For the past five years, Brian Condon has run the groundbreaking Centre for Creative Collaboration; now that the project has ended, he reflects on how much of its success was due to the space itself
Hi Brian >
< Hi Neil
December 2014 marked the closure of a space in which you invested considerable time, energy and emotion, which also inspired my journey from mere corporate employee to socially motivated blogger – the Centre for Creative Collaboration (C4CC).
As an incubation space, it preceded Silicon Roundabout and the plethora of co-working environments, and spawned amazing business ventures such as Pavegen. But what always fascinated me was its energy. As a workspace, there was nothing pretty or “designed” about it, but it positively frizzled.
It challenged me to consider that the energy in a space had nothing at all to do with design. Yet as we have discussed, its secret was its curation. Can you share more about this?
While perhaps the space itself wasn’t “designed”, there was a big process of research and consultation behind it, which began in 2007. We did an extensive review of the needs of businesses, universities and creative freelancers in what universities were then calling “knowledge transfer” and collaboration.
We met 25 universities across London at multiple levels, surveyed 1,000 businesses across south-east England, visited all the innovation/enterprise hubs we could find in London, and looked at exemplar projects in Toronto, Singapore, Hong Kong, New York, the Netherlands and Scandinavia.
Did this research, combined with your original thinking around the space, consider curation from the outset?
Looking back at a one-page pitch document from early 2008, we said we would “provide neutral space for innovative projects led by the creative disciplines in London and incorporating the impacts and benefits of the rapid adoption of new technologies by the creative sector.”
The idea of active independent management – it was only described as “curation” later – was integral to the project.
So, an amazing amount of research went into this undertaking – but perhaps I could first ask about that idea of “neutral space” as a backdrop to, or enabler of, creativity and innovation.
There will be many reading this who are engaged in the process of designing space they believe will foster innovation, but is it the case that the more intrusive and enriched the design, the more it interferes with the creative mind?
At C4CC, the space was awash with natural light, and furnished with whatever was available at the time, but otherwise it was merely a canvas.
Well, our intention was to create neutral territory where people could be supported to work collaboratively, and where they were in a safe space outside their normal environment. And by that we meant outside their normal corporate, political, technological or disciplinary and/or physical spaces.
We were lucky in that the building had already been used as a design studio (by Thomas Heatherwick), so it was an interesting and challenging environment. We had no money for furnishing, so we had a big mixture of ‘stuff’.

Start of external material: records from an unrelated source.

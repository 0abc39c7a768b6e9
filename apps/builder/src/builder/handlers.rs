use axum::{
    extract::{Path, State},
    http::StatusCode,
    response::Html,
    Json,
};
use serde::{Deserialize, Serialize};

use crate::builder::{BuilderSnapshot, SyncReport};
use crate::errors::AppError;
use crate::models::resume::{EducationField, ExperienceField, PersonalField, RowHandle};
use crate::state::AppState;

// ────────────────────────────────────────────────────────────────────────────
// Request / Response types
// ────────────────────────────────────────────────────────────────────────────

#[derive(Debug, Deserialize)]
pub struct PersonalUpdate {
    pub field: PersonalField,
    pub value: String,
}

#[derive(Debug, Deserialize)]
pub struct EducationUpdate {
    pub field: EducationField,
    pub value: String,
}

#[derive(Debug, Deserialize)]
pub struct ExperienceUpdate {
    pub field: ExperienceField,
    pub value: String,
}

#[derive(Debug, Deserialize)]
pub struct PresetToggle {
    pub checked: bool,
}

#[derive(Debug, Deserialize)]
pub struct TagText {
    pub text: String,
}

#[derive(Debug, Serialize)]
pub struct TagResponse {
    pub accepted: bool,
    #[serde(flatten)]
    pub report: SyncReport,
}

// ────────────────────────────────────────────────────────────────────────────
// Handlers
// ────────────────────────────────────────────────────────────────────────────

/// GET /
pub async fn handle_page(State(state): State<AppState>) -> Html<String> {
    let builder = state.builder.lock().await;
    Html(state.page.render(&builder))
}

/// GET /api/v1/builder
pub async fn handle_snapshot(State(state): State<AppState>) -> Json<BuilderSnapshot> {
    Json(state.builder.lock().await.snapshot())
}

/// PATCH /api/v1/builder/personal
pub async fn handle_set_personal(
    State(state): State<AppState>,
    Json(req): Json<PersonalUpdate>,
) -> Json<SyncReport> {
    Json(state.builder.lock().await.set_personal(req.field, req.value))
}

/// POST /api/v1/builder/education
pub async fn handle_add_education(
    State(state): State<AppState>,
) -> (StatusCode, Json<SyncReport>) {
    let report = state.builder.lock().await.add_education_row();
    (StatusCode::CREATED, Json(report))
}

/// PATCH /api/v1/builder/education/:handle
pub async fn handle_set_education(
    State(state): State<AppState>,
    Path(handle): Path<RowHandle>,
    Json(req): Json<EducationUpdate>,
) -> Result<Json<SyncReport>, AppError> {
    let report = state
        .builder
        .lock()
        .await
        .set_education_field(handle, req.field, req.value)?;
    Ok(Json(report))
}

/// POST /api/v1/builder/experience
pub async fn handle_add_experience(
    State(state): State<AppState>,
) -> (StatusCode, Json<SyncReport>) {
    let report = state.builder.lock().await.add_experience_row();
    (StatusCode::CREATED, Json(report))
}

/// PATCH /api/v1/builder/experience/:handle
pub async fn handle_set_experience(
    State(state): State<AppState>,
    Path(handle): Path<RowHandle>,
    Json(req): Json<ExperienceUpdate>,
) -> Result<Json<SyncReport>, AppError> {
    let report = state
        .builder
        .lock()
        .await
        .set_experience_field(handle, req.field, req.value)?;
    Ok(Json(report))
}

/// DELETE /api/v1/builder/education/:handle and /api/v1/builder/experience/:handle
///
/// Handles are unique across both lists, so one handler serves both routes.
pub async fn handle_remove_row(
    State(state): State<AppState>,
    Path(handle): Path<RowHandle>,
) -> Result<Json<SyncReport>, AppError> {
    let report = state.builder.lock().await.remove_row(handle)?;
    Ok(Json(report))
}

/// PUT /api/v1/builder/skills/presets/:name
pub async fn handle_set_preset(
    State(state): State<AppState>,
    Path(name): Path<String>,
    Json(req): Json<PresetToggle>,
) -> Result<Json<SyncReport>, AppError> {
    let report = state.builder.lock().await.set_preset(&name, req.checked)?;
    Ok(Json(report))
}

/// PUT /api/v1/builder/skills/draft
pub async fn handle_set_draft(
    State(state): State<AppState>,
    Json(req): Json<TagText>,
) -> StatusCode {
    state.builder.lock().await.set_tag_draft(req.text);
    StatusCode::NO_CONTENT
}

/// POST /api/v1/builder/skills/draft/commit
pub async fn handle_commit_draft(State(state): State<AppState>) -> Json<TagResponse> {
    let (accepted, report) = state.builder.lock().await.commit_tag_draft();
    Json(TagResponse { accepted, report })
}

/// POST /api/v1/builder/skills/tags
pub async fn handle_add_tag(
    State(state): State<AppState>,
    Json(req): Json<TagText>,
) -> Json<TagResponse> {
    let (accepted, report) = state.builder.lock().await.add_tag(&req.text);
    Json(TagResponse { accepted, report })
}

/// DELETE /api/v1/builder/skills/tags/:text
pub async fn handle_remove_tag(
    State(state): State<AppState>,
    Path(text): Path<String>,
) -> Json<SyncReport> {
    Json(state.builder.lock().await.remove_tag(&text))
}

/// POST /api/v1/builder/reset
pub async fn handle_reset(State(state): State<AppState>) -> Json<SyncReport> {
    Json(state.builder.lock().await.reset())
}

/// DELETE /api/v1/builder/notice
pub async fn handle_dismiss_notice(State(state): State<AppState>) -> StatusCode {
    state.builder.lock().await.dismiss_notice();
    StatusCode::NO_CONTENT
}
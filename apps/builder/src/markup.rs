//! Host page template and the markup contract it must satisfy.
//!
//! The template is checked once at startup. A template missing any required
//! element id or substitution slot is rejected, and the error names all of them.

use std::path::Path;

use thiserror::Error;

use crate::builder::ResumeBuilder;
use crate::preview::html::escape_html;
use crate::preview::preview_html;

const BUILT_IN_TEMPLATE: &str = include_str!("../assets/index.html");

/// Element ids the page must provide.
pub const REQUIRED_ELEMENTS: &[&str] = &[
    "resumeForm",
    "name",
    "email",
    "phone",
    "summary",
    "educationContainer",
    "addEducation",
    "experienceContainer",
    "addExperience",
    "presetSkills",
    "skillTagInput",
    "progressBar",
    "exportPdf",
    "reset",
];

const PREVIEW_SLOT: &str = "{{preview}}";
const PROGRESS_SLOT: &str = "{{progress}}";
const PRESETS_SLOT: &str = "{{presets}}";
const REQUIRED_SLOTS: &[&str] = &[PREVIEW_SLOT, PROGRESS_SLOT, PRESETS_SLOT];

#[derive(Debug, Error)]
pub enum MarkupError {
    #[error("page template is missing required elements: {}", .0.join(", "))]
    MissingElements(Vec<String>),

    #[error("failed to read page template {path}: {source}")]
    Read {
        path: String,
        #[source]
        source: std::io::Error,
    },
}

#[derive(Debug, Clone)]
pub struct PageTemplate {
    source: String,
}

impl PageTemplate {
    /// Verifies a template against the markup contract.
    pub fn parse(source: String) -> Result<Self, MarkupError> {
        let missing: Vec<String> = REQUIRED_ELEMENTS
            .iter()
            .filter(|id| !source.contains(&format!("id=\"{id}\"")))
            .map(|id| format!("#{id}"))
            .chain(
                REQUIRED_SLOTS
                    .iter()
                    .filter(|slot| !source.contains(**slot))
                    .map(|slot| slot.to_string()),
            )
            .collect();

        if !missing.is_empty() {
            return Err(MarkupError::MissingElements(missing));
        }
        Ok(Self { source })
    }

    pub fn built_in() -> Result<Self, MarkupError> {
        Self::parse(BUILT_IN_TEMPLATE.to_string())
    }

    /// Loads the template at `path`, or the built-in one when no path is set.
    pub fn load(path: Option<&Path>) -> Result<Self, MarkupError> {
        match path {
            Some(path) => {
                let source = std::fs::read_to_string(path).map_err(|source| MarkupError::Read {
                    path: path.display().to_string(),
                    source,
                })?;
                Self::parse(source)
            }
            None => Self::built_in(),
        }
    }

    /// Fills the template with the builder's current preview, progress and presets.
    pub fn render(&self, builder: &ResumeBuilder) -> String {
        let presets: String = builder
            .store()
            .skills
            .presets
            .iter()
            .map(|preset| {
                let name = escape_html(&preset.name);
                let checked = if preset.checked { " checked" } else { "" };
                format!(
                    "<label><input type=\"checkbox\" class=\"skill\" value=\"{name}\"{checked}> {name}</label>"
                )
            })
            .collect();

        self.source
            .replace(PRESETS_SLOT, &presets)
            .replace(PROGRESS_SLOT, &builder.progress().to_string())
            .replace(PREVIEW_SLOT, &preview_html(builder.preview()))
    }
}
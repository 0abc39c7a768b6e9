use serde::Serialize;

use crate::builder::field_store::FieldStore;
use crate::models::resume::is_filled;

pub const SIGNAL_COUNT: usize = 7;

/// The seven completion signals, in display order.
#[derive(Debug, Clone, Copy, PartialEq, Eq, Serialize)]
pub struct ProgressSignals {
    pub name: bool,
    pub email: bool,
    pub phone: bool,
    pub summary: bool,
    pub education: bool,
    pub experience: bool,
    pub skills: bool,
}

impl ProgressSignals {
    pub fn from_store(store: &FieldStore) -> Self {
        let p = &store.personal;
        Self {
            name: is_filled(&p.name),
            email: is_filled(&p.email),
            phone: is_filled(&p.phone),
            summary: is_filled(&p.summary),
            education: store
                .education
                .iter()
                .any(|r| is_filled(&r.entry.school) || is_filled(&r.entry.degree)),
            experience: store
                .experience
                .iter()
                .any(|r| is_filled(&r.entry.company) || is_filled(&r.entry.role)),
            skills: store.skills.any_selected(),
        }
    }

    pub fn as_array(&self) -> [bool; SIGNAL_COUNT] {
        [
            self.name,
            self.email,
            self.phone,
            self.summary,
            self.education,
            self.experience,
            self.skills,
        ]
    }

    pub fn filled(&self) -> usize {
        self.as_array().iter().filter(|s| **s).count()
    }

    /// round(100 × filled / 7), always within 0..=100.
    pub fn score(&self) -> u8 {
        (100.0 * self.filled() as f64 / SIGNAL_COUNT as f64).round() as u8
    }
}

/// Recomputes the completion score from scratch. No caching across calls.
pub fn compute_progress(store: &FieldStore) -> u8 {
    ProgressSignals::from_store(store).score()
}
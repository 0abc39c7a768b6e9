mod builder;
mod config;
mod errors;
mod export;
mod markup;
mod models;
mod preview;
mod routes;
mod state;

use anyhow::{Context, Result};
use std::net::SocketAddr;
use std::sync::Arc;
use tower_http::{cors::CorsLayer, trace::TraceLayer};
use tracing::info;
use tracing_subscriber::{layer::SubscriberExt, util::SubscriberInitExt, EnvFilter};

use crate::config::Config;
use crate::export::HttpPdfExporter;
use crate::markup::PageTemplate;
use crate::routes::build_router;
use crate::state::AppState;

#[tokio::main]
async fn main() -> Result<()> {
    // Load configuration first (fails on missing required env vars)
    let config = Config::from_env()?;

    // Initialize structured logging
    tracing_subscriber::registry()
        .with(EnvFilter::try_from_default_env().unwrap_or_else(|_| {
            EnvFilter::new(format!("{}={}", env!("CARGO_PKG_NAME"), &config.rust_log))
        }))
        .with(tracing_subscriber::fmt::layer())
        .init();

    info!("Starting resume builder v{}", env!("CARGO_PKG_VERSION"));

    // Verify the host page before anything else; a missing element is fatal.
    let page = PageTemplate::load(config.page_template.as_deref())
        .context("host page does not satisfy the markup contract")?;
    info!("Page template verified");

    // Initialize the PDF renderer client
    let exporter = HttpPdfExporter::new(config.pdf_render_url.clone());
    info!("PDF renderer endpoint: {}", exporter.endpoint());

    info!(
        "Preset skills: {} | export {} {} at {}x",
        config.preset_skills.join(", "),
        config.export.page_format,
        config.export.orientation,
        config.export.scale
    );

    // Build app state
    let state = AppState::new(config.clone(), Arc::new(exporter), page);

    // Build router
    let app = build_router(state)
        .layer(TraceLayer::new_for_http())
        .layer(CorsLayer::permissive());

    let addr: SocketAddr = format!("0.0.0.0:{}", config.port).parse()?;
    info!("Listening on {addr}");

    let listener = tokio::net::TcpListener::bind(addr).await?;
    axum::serve(listener, app).await?;

    Ok(())
}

At the beginning, we had a big empty space – and lots of demand for people to work in the environment we were creating – and so it had to be animated by the people and projects that were in it!
If this was highly successful for people from a variety of backgrounds, it does beg the question as to whether the workplace industry is being too prescriptive, and trying too hard? I’ve always held that the last place anyone is ever going to have an idea is in the “Ideas Room”.
Yes. The corporate “innovation” spaces I’ve seen are over-designed, over self-aware and trying too hard to be “cool”. They’re also driven by ego – either of the designer/architect or the CEO or some other important person. I like your analogy of the “canvas” – the artists are the collaborators and the paint is the projects they bring to the space.
You also had some fascinating stuff going on with the curation of the space, and the “tummeling” of Lloyd Davis, social artist in residence (a previous Cuppa correspondent) and host of the weekly all-welcome Tuttle Club. In the context of the Centre, what did the idea of curation involve (since it’s another often mis-used term)?
We needed to create an effective social space and process. We only had two years initially for the project, so we had to get things moving very quickly. We used the Action Research methodology – act, see what happens, reflect and iterate – and we started with few constraints.
It became a process of carefully judged “interventions” in what was happening in the space and what the people and projects were doing. We were constantly “in beta”. Curation must add value; it must be done by people who are open, experienced, generous and pragmatic.
It’s not FM (though there are elements of that) and it must not be a top-down directive process. Curation must be about the work, about helping creative people achieve their best work, and, sometimes helping them to fail – but to fail “non-corrosively”.
A tea-laden toast to the C4CC – and your next inspirational venture.